SYNOPSISnccopy [-k kind ] [-d n ] [-s] [-c chunkspec ] [-u] [-w] [-[v|V]
var1,...] [-[g|G] grp1,...] [-m bufsize ] [-h chunk_cache ]
[-e cache_elems ] [-r] infile outfile
DESCRIPTION
The nccopy utility copies an input netCDF file in any supported format
variant to an output netCDF file, optionally converting the output to
any compatible netCDF format variant, compressing the data, or rechunk‐
ing the data. For example, if built with the netCDF-3 library, a
netCDF classic file may be copied to a netCDF 64-bit offset file, per‐
mitting larger variables. If built with the netCDF-4 library, a netCDF
classic file may be copied to a netCDF-4 file or to a netCDF-4 classic
model file as well, permitting data compression, efficient schema
changes, larger variable sizes, and use of other netCDF-4 features.

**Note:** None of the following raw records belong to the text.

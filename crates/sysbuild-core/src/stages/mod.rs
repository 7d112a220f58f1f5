//! The compile, archive and link steps of the pipeline
//!
//! Each stage is a thin wrapper that prepares output directories, calls the
//! [`Toolchain`](crate::toolchain::Toolchain) and attaches the failing
//! unit, archive or binary to any error.

mod archive;
mod compile;
mod link;

pub use archive::{archive_group, ArchiveOutcome};
pub use compile::compile_unit;
pub use link::link_binary;

use std::path::Path;

use crate::errors::BuildError;

fn ensure_parent_dir(path: &Path) -> Result<(), BuildError> {
    match path.parent() {
        Some(parent) if !parent.as_os_str().is_empty() => {
            std::fs::create_dir_all(parent).map_err(BuildError::io(parent))
        }
        _ => Ok(()),
    }
}

#[cfg(test)]
pub(crate) mod fake {
    use std::path::{Path, PathBuf};
    use std::sync::Mutex;

    use crate::toolchain::{ToolKind, Toolchain, ToolchainError};

    /// Writes placeholder outputs and remembers each call
    #[derive(Default)]
    pub struct RecordingToolchain {
        pub calls: Mutex<Vec<(ToolKind, PathBuf)>>,
        pub fail: Option<ToolKind>,
    }

    impl RecordingToolchain {
        pub fn failing(tool: ToolKind) -> Self {
            Self {
                fail: Some(tool),
                ..Self::default()
            }
        }

        fn record(&self, tool: ToolKind, output: &Path) -> Result<(), ToolchainError> {
            self.calls.lock().unwrap().push((tool, output.to_path_buf()));
            if self.fail == Some(tool) {
                return Err(ToolchainError::Failed {
                    tool,
                    command: format!("fake {}", tool),
                    code: Some(1),
                    stderr: String::new(),
                });
            }
            std::fs::write(output, tool.to_string()).unwrap();
            Ok(())
        }
    }

    impl Toolchain for RecordingToolchain {
        fn compile(&self, _source: &Path, object: &Path) -> Result<(), ToolchainError> {
            self.record(ToolKind::Compiler, object)
        }

        fn archive(&self, archive: &Path, _objects: &[PathBuf]) -> Result<(), ToolchainError> {
            self.record(ToolKind::Archiver, archive)
        }

        fn link(&self, output: &Path, _archives: &[PathBuf]) -> Result<(), ToolchainError> {
            self.record(ToolKind::Linker, output)
        }
    }
}
//! Test fixtures - throwaway project trees for build tests

use std::path::{Path, PathBuf};
use std::sync::Arc;
use sysbuild_core::{
    BuildConfig, BuildError, BuildOrchestrator, BuildSummary, CollectingProgressHandler,
    Container,
};
use tempfile::TempDir;

use crate::mocks::MockToolchain;

/// A temporary project with `src/` and `build/` under one root
pub struct ProjectFixture {
    dir: TempDir,
}

impl ProjectFixture {
    pub fn new() -> Self {
        let dir = TempDir::new().expect("create temp project");
        std::fs::create_dir_all(dir.path().join("src")).expect("create src dir");
        Self { dir }
    }

    /// `src/a.cpp` including `a.h`, and `src/b.cpp` with no local includes
    pub fn two_file_project() -> Self {
        let project = Self::new();
        project.write("src/a.h", "int a();\n");
        project.write(
            "src/a.cpp",
            "#include \"a.h\"\n#include <cstdio>\nint a() { return 1; }\n",
        );
        project.write("src/b.cpp", "int main() { return 0; }\n");
        project
    }

    /// Sources spread over `src/main`, `src/parse` and `src/utils`
    pub fn multi_dir_project() -> Self {
        let project = Self::new();
        project.write("src/main/main.cpp", "#include \"../parse/Parser.h\"\nint main() {}\n");
        project.write("src/parse/Parser.h", "struct Parser {};\n");
        project.write("src/parse/Parser.cpp", "#include \"Parser.h\"\n");
        project.write("src/parse/Lexer.cpp", "#include \"Lexer.h\"\n");
        project.write("src/parse/Lexer.h", "struct Lexer {};\n");
        project.write("src/utils/Exec.cpp", "#include \"Exec.h\"\n");
        project.write("src/utils/Exec.h", "int exec();\n");
        project
    }

    pub fn root(&self) -> &Path {
        self.dir.path()
    }

    pub fn path(&self, rel: &str) -> PathBuf {
        self.dir.path().join(rel)
    }

    /// Write a file, creating parent directories
    pub fn write(&self, rel: &str, content: &str) {
        let path = self.path(rel);
        if let Some(parent) = path.parent() {
            std::fs::create_dir_all(parent).expect("create parent dir");
        }
        std::fs::write(&path, content).expect("write fixture file");
    }

    pub fn remove(&self, rel: &str) {
        std::fs::remove_file(self.path(rel)).expect("remove fixture file");
    }

    pub fn read(&self, rel: &str) -> String {
        std::fs::read_to_string(self.path(rel)).expect("read fixture file")
    }

    /// Default config with source and build roots inside this project
    pub fn config(&self) -> BuildConfig {
        let mut config = BuildConfig::default();
        config.build_options.source_dir = self.path("src").to_string_lossy().into_owned();
        config.build_options.build_dir = self.path("build").to_string_lossy().into_owned();
        config
    }

    /// Run a build with `toolchain` and a collecting progress handler
    pub fn build_with(
        &self,
        toolchain: &Arc<MockToolchain>,
    ) -> (Result<BuildSummary, BuildError>, Arc<CollectingProgressHandler>) {
        self.build_with_config(self.config(), toolchain)
    }

    pub fn build_with_config(
        &self,
        config: BuildConfig,
        toolchain: &Arc<MockToolchain>,
    ) -> (Result<BuildSummary, BuildError>, Arc<CollectingProgressHandler>) {
        let progress = Arc::new(CollectingProgressHandler::new());
        let container = Container::with_dependencies(config, toolchain.clone(), progress.clone());
        let result = BuildOrchestrator::new(container).run();
        (result, progress)
    }
}

impl Default for ProjectFixture {
    fn default() -> Self {
        Self::new()
    }
}
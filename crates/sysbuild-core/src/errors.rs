use std::path::{Path, PathBuf};
use thiserror::Error;

use crate::cache::CacheError;
use crate::toolchain::ToolKind;

/// Failure of an external tool invocation
#[derive(Debug, Error)]
pub enum ToolchainError {
    #[error("failed to launch {tool} `{program}`: {source}")]
    Spawn {
        tool: ToolKind,
        program: String,
        source: std::io::Error,
    },

    #[error("{tool} {} while running `{command}`{}", describe_exit(.code), stderr_suffix(.stderr))]
    Failed {
        tool: ToolKind,
        command: String,
        code: Option<i32>,
        stderr: String,
    },
}

impl ToolchainError {
    pub fn tool(&self) -> ToolKind {
        match self {
            ToolchainError::Spawn { tool, .. } | ToolchainError::Failed { tool, .. } => *tool,
        }
    }
}

fn describe_exit(code: &Option<i32>) -> String {
    match code {
        Some(code) => format!("exited with status {}", code),
        None => "was terminated by a signal".to_string(),
    }
}

fn stderr_suffix(stderr: &str) -> String {
    let trimmed = stderr.trim();
    if trimmed.is_empty() {
        String::new()
    } else {
        format!("\n{}", trimmed)
    }
}

/// Fatal build errors. Any of these aborts the build before the cache is persisted.
#[derive(Debug, Error)]
pub enum BuildError {
    #[error("cannot read source {path}: {source}")]
    SourceRead {
        path: PathBuf,
        source: std::io::Error,
    },

    #[error("I/O error at {path}: {source}")]
    Io {
        path: PathBuf,
        source: std::io::Error,
    },

    #[error("compiling {unit} failed: {source}")]
    Compile {
        unit: PathBuf,
        source: ToolchainError,
    },

    #[error("building archive {archive} failed: {source}")]
    Archive {
        archive: PathBuf,
        source: ToolchainError,
    },

    #[error("linking {output} failed: {source}")]
    Link {
        output: PathBuf,
        source: ToolchainError,
    },

    #[error("no source files found under {dir}")]
    NoSources { dir: PathBuf },

    #[error("{first} and {second} both compile to {object}; rename one of them")]
    ObjectCollision {
        object: PathBuf,
        first: PathBuf,
        second: PathBuf,
    },

    #[error("failed to write build cache: {0}")]
    CacheWrite(#[from] CacheError),

    #[error("Configuration error: {0}")]
    Config(String),

    #[error("failed to start worker pool: {0}")]
    ThreadPool(String),
}

impl BuildError {
    /// Adapter for `map_err` on filesystem operations against `path`
    pub fn io(path: &Path) -> impl FnOnce(std::io::Error) -> BuildError + '_ {
        move |source| BuildError::Io {
            path: path.to_path_buf(),
            source,
        }
    }

    /// Adapter for `map_err` when reading a source or header
    pub fn source_read(path: &Path) -> impl FnOnce(std::io::Error) -> BuildError + '_ {
        move |source| BuildError::SourceRead {
            path: path.to_path_buf(),
            source,
        }
    }

    /// The external tool that failed, if this is a toolchain failure
    pub fn failed_tool(&self) -> Option<ToolKind> {
        match self {
            BuildError::Compile { source, .. }
            | BuildError::Archive { source, .. }
            | BuildError::Link { source, .. } => Some(source.tool()),
            _ => None,
        }
    }
}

nccopy also serves as an example of a generic netCDF-4 program, with
its ability to read any valid netCDF file and handle nested groups,
strings, and user-defined types, including arbitrarily nested compound
types, variable-length types, and data of any valid netCDF-4 type.
If DAP support was enabled when nccopy was built, the file name may
specify a DAP URL. This may be used to convert data on DAP servers to
local netCDF files.
OPTIONS-k kind
Specifies the kind of file to be created (that is, the format
variant) and, by inference, the data model (i.e. netcdf-3 (clas‐
sic) versus netcdf-4 (enhanced)). The possible arguments are as
follows.
'1' or 'classic' => netcdf classic format
'2', '64-bit-offset', or '64-bit offset' => netCDF 64-bit
format
'3', 'hdf5', 'netCDF-4', or 'enhanced' => netCDF-4 format
(enhanced data model)
'4', 'hdf5-nc3', 'netCDF-4 classic model', or 'enhanced-
nc3' => netCDF-4 classic model format
If no value for -k is specified, then the output will use the
same format as the input, except if the input is classic or
64-bit offset and either chunking or compression is specified,
in which case the output will be netCDF-4 classic model format.
Note that attempting some kinds of format conversion will result
in an error, if the conversion is not possible. For example, an
attempt to copy a netCDF-4 file that uses features of the en‐
hanced model, such as groups or variable-length strings, to any
of the other kinds of netCDF formats that use the classic model
will result in an error.
-d n
For netCDF-4 output, including netCDF-4 classic model, specify
deflation level (level of compression) for variable data output.
0 corresponds to no compression and 9 to maximum compression,
with higher levels of compression requiring marginally more time
to compress or uncompress than lower levels. Compression
achieved may also depend on output chunking parameters. If this
option is specified for a classic format or 64-bit offset format
input file, it is not necessary to also specify that the output
should be netCDF-4 classic model, as that will be the default.
If this option is not specified and the input file has com‐
pressed variables, the compression will still be preserved in
the output, using the same chunking as in the input by default.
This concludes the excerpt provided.